**The task**
Using the data below, gather each line that includes the word "Slab".

[Saved entries]
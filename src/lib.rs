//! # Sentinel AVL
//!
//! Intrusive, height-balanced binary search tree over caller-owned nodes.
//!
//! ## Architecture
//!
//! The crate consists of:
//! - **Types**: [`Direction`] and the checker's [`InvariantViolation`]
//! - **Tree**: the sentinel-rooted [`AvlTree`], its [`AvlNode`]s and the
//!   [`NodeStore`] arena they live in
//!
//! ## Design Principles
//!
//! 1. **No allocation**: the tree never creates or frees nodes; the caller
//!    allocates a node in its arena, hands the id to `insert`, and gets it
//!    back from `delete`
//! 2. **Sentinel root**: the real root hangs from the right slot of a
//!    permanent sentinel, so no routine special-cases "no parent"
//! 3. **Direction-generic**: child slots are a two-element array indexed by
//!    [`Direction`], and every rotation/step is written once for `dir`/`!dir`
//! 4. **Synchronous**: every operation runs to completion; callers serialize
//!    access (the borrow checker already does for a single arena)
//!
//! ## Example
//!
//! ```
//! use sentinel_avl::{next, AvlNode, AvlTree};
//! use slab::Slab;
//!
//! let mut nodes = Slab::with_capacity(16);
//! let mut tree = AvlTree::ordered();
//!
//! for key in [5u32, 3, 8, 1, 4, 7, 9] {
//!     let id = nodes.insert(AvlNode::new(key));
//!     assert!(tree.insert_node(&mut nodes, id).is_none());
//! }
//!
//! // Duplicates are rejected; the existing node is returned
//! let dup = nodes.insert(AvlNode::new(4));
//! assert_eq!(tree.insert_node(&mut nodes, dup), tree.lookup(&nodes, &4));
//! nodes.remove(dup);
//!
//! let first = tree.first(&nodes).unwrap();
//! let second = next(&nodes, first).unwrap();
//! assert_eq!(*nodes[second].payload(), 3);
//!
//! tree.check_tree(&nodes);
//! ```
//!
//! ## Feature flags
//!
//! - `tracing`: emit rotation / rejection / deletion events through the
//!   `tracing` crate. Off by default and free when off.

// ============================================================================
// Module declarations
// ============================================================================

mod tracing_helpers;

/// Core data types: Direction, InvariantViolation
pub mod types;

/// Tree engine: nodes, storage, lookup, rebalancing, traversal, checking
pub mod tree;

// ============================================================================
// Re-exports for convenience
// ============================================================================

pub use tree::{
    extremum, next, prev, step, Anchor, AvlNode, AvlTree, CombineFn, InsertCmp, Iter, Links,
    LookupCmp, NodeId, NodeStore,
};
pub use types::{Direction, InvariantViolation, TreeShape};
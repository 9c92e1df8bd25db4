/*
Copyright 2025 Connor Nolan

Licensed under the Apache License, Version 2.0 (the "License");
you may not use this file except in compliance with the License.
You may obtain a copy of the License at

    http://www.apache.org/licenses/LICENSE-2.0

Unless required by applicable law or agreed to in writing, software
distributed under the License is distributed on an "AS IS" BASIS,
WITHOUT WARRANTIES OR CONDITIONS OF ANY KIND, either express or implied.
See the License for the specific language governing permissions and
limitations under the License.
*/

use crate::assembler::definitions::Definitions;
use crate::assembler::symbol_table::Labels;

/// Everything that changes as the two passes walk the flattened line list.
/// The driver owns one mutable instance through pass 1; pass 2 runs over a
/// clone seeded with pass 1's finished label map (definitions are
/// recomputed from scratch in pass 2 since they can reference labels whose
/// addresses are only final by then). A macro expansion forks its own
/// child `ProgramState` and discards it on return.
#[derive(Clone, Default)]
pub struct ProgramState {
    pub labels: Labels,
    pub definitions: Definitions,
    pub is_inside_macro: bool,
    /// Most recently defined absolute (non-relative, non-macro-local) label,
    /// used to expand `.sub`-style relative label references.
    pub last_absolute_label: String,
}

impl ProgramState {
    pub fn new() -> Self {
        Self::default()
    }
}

**Task response**
//! use slab::Slab;
//! let mut nodes = Slab::with_capacity(16);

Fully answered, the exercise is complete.